◆ Task brief
Please give the count of lines below with the string "const" in them, and no other words.

◆ Source material

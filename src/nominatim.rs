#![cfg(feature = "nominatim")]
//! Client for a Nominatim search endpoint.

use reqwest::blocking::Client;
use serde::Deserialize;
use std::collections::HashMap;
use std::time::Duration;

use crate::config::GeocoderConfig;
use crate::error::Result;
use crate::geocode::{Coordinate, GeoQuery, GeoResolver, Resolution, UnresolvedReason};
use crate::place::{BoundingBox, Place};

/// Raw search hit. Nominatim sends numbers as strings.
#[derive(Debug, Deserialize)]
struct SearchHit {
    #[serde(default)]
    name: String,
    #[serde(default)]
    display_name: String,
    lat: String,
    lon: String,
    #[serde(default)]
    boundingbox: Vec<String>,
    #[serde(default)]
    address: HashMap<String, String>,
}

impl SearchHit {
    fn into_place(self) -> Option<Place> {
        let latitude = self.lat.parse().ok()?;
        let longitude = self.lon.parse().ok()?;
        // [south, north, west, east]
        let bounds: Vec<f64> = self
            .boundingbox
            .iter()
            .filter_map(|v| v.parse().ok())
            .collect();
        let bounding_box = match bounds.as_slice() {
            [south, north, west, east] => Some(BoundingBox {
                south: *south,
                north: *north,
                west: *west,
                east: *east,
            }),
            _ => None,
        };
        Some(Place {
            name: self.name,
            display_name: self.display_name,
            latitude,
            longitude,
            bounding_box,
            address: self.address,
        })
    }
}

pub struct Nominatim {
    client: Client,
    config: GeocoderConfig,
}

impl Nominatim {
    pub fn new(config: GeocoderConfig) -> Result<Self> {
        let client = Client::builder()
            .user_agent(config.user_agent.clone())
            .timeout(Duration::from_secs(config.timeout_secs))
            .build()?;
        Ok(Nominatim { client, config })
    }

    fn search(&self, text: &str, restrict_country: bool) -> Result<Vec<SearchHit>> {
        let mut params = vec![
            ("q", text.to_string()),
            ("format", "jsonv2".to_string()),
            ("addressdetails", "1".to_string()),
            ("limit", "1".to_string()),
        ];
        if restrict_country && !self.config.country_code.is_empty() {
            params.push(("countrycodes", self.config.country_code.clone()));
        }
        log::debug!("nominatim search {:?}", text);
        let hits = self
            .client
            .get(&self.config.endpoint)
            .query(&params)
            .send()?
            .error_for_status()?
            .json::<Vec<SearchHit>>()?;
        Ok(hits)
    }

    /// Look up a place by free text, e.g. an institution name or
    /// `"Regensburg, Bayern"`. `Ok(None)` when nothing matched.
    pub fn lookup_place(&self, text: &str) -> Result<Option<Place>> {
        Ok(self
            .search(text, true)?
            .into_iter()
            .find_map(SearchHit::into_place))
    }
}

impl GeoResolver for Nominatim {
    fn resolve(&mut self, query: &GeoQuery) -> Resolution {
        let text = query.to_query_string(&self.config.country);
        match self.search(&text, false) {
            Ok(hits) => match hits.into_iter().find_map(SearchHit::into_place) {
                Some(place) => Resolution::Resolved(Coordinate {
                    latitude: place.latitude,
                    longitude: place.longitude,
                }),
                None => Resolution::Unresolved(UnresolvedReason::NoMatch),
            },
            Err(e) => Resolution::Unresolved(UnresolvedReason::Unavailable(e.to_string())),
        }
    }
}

* * *

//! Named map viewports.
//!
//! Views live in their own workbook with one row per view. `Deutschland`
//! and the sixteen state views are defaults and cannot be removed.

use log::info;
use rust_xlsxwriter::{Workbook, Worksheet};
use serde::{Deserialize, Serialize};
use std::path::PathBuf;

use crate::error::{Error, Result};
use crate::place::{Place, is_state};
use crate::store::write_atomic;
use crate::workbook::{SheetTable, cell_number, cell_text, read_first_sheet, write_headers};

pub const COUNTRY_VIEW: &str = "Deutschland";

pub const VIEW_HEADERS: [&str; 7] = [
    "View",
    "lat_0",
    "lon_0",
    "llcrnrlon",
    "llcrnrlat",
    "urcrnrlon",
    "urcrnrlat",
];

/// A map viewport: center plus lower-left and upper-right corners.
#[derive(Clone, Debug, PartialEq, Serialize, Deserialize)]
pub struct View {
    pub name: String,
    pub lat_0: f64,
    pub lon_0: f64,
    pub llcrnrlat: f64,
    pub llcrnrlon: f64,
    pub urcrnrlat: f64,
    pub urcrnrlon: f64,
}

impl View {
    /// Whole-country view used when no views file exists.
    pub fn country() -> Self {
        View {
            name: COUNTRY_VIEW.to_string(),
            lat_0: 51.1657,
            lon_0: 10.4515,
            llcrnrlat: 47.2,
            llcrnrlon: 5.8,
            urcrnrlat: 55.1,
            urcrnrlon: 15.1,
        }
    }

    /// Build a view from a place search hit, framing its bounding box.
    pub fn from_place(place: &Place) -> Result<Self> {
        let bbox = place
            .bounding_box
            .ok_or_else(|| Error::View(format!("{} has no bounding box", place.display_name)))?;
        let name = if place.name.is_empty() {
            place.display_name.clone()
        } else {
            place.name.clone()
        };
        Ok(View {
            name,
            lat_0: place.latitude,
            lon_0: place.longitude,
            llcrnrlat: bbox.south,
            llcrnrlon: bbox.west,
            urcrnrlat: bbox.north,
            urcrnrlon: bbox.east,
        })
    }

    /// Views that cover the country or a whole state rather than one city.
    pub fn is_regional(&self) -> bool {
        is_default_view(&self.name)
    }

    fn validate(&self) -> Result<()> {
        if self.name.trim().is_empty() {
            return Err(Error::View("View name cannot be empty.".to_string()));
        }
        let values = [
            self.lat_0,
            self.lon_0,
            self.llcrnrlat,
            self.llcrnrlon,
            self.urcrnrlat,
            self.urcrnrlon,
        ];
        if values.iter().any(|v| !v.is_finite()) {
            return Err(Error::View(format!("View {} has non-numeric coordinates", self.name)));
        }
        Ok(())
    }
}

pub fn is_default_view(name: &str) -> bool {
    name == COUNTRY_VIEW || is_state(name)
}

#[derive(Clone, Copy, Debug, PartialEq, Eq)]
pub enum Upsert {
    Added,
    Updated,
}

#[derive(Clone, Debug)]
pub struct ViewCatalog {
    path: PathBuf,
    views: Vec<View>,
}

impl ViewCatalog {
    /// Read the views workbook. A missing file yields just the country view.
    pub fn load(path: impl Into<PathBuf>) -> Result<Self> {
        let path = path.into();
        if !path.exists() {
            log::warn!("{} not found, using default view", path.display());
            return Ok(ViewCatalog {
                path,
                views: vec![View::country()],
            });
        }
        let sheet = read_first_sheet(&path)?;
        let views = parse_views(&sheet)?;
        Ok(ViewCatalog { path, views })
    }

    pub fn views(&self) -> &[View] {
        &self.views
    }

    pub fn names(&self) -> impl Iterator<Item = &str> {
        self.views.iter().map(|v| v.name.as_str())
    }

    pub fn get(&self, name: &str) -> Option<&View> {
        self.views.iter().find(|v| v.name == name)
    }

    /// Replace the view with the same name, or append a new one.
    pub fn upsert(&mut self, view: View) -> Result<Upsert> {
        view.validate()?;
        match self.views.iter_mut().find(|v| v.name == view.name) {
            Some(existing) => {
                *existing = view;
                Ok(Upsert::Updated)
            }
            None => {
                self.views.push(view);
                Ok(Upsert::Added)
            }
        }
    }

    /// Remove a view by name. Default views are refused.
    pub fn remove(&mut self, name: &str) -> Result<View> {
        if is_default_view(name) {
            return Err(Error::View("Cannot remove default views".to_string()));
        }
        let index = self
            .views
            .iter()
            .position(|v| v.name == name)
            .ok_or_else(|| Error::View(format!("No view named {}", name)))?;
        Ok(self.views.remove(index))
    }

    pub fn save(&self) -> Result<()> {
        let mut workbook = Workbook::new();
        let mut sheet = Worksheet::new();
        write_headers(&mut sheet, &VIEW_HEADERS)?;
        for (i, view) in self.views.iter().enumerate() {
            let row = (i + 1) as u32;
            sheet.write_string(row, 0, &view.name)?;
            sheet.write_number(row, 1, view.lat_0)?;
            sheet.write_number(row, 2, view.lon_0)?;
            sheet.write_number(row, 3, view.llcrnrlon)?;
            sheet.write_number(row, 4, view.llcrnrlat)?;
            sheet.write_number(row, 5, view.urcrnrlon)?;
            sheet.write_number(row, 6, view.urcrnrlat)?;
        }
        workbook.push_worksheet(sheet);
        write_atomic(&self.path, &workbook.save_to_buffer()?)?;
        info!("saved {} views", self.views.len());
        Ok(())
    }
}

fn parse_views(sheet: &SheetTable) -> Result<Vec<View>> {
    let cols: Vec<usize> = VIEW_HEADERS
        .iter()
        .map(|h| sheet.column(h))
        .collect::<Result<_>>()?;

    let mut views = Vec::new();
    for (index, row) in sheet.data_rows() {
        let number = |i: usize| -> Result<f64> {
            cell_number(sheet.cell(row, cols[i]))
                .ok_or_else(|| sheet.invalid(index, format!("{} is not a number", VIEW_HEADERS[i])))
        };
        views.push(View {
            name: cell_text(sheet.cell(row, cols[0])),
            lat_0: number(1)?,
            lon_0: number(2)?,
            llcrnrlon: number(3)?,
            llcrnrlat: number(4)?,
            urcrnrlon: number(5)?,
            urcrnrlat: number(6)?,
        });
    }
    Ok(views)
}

---

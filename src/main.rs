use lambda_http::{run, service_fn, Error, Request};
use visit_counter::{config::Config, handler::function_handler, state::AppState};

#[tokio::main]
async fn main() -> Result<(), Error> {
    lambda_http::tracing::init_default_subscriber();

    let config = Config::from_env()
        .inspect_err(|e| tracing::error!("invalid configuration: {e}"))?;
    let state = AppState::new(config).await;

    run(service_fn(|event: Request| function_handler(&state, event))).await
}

◆ Result for this exercise
2